TASK GOAL: Record by record, give the entire listing again exactly.
---
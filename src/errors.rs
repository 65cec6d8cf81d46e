//! Error types for rapid_wordgraph
//!
//! Lookup misses and unreachable targets are ordinary query outcomes and live
//! next to the queries that produce them. This module only covers the cases
//! where an operation cannot produce a result at all.

use thiserror::Error;

/// Result type alias for convenience
pub type Result<T> = std::result::Result<T, GraphError>;

/// Main error type for rapid_wordgraph
#[derive(Error, Debug, Clone, PartialEq)]
pub enum GraphError {
    /// The graph has no nodes, but the operation needs at least one
    #[error("Empty graph: {message}")]
    EmptyGraph { message: String },

    /// Configuration validation failed
    #[error("Invalid configuration: {message}")]
    InvalidConfig { message: String },

    /// JSON serialization/deserialization error
    #[error("Serialization error: {message}")]
    Serialization { message: String },
}

impl GraphError {
    /// Create an empty graph error
    pub fn empty_graph(message: impl Into<String>) -> Self {
        Self::EmptyGraph {
            message: message.into(),
        }
    }

    /// Create an invalid config error
    pub fn invalid_config(message: impl Into<String>) -> Self {
        Self::InvalidConfig {
            message: message.into(),
        }
    }

    /// Create a serialization error
    pub fn serialization(message: impl Into<String>) -> Self {
        Self::Serialization {
            message: message.into(),
        }
    }

    /// Check if this error was caused by a rejected configuration
    pub fn is_invalid_config(&self) -> bool {
        matches!(self, Self::InvalidConfig { .. })
    }
}

impl From<serde_json::Error> for GraphError {
    fn from(err: serde_json::Error) -> Self {
        Self::serialization(err.to_string())
    }
}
---
OUTPUT BELOW:
filename src/errors.rs
repository 65cec6d8cf81d46e
//! Error types for rapid_wordgraph
//!
//! Lookup misses and unreachable targets are ordinary query outcomes and live
//! next to the queries that produce them. This module only covers the cases
//! where an operation cannot produce a result at all.

use thiserror::Error;

/// Result type alias for convenience
pub type Result<T> = std::result::Result<T, GraphError>;

/// Main error type for rapid_wordgraph
#[derive(Error, Debug, Clone, PartialEq)]
pub enum GraphError {
    /// The graph has no nodes, but the operation needs at least one
    #[error("Empty graph: {message}")]
    EmptyGraph { message: String },

    /// Configuration validation failed
    #[error("Invalid configuration: {message}")]
    InvalidConfig { message: String },

    /// JSON serialization/deserialization error
    #[error("Serialization error: {message}")]
    Serialization { message: String },
}

impl GraphError {
    /// Create an empty graph error
    pub fn empty_graph(message: impl Into<String>) -> Self {
        Self::EmptyGraph {
            message: message.into(),
        }
    }

    /// Create an invalid config error
    pub fn invalid_config(message: impl Into<String>) -> Self {
        Self::InvalidConfig {
            message: message.into(),
        }
    }

    /// Create a serialization error
    pub fn serialization(message: impl Into<String>) -> Self {
        Self::Serialization {
            message: message.into(),
        }
    }

    /// Check if this error was caused by a rejected configuration
    pub fn is_invalid_config(&self) -> bool {
        matches!(self, Self::InvalidConfig { .. })
    }
}

impl From<serde_json::Error> for GraphError {
    fn from(err: serde_json::Error) -> Self {
        Self::serialization(err.to_string())
    }
}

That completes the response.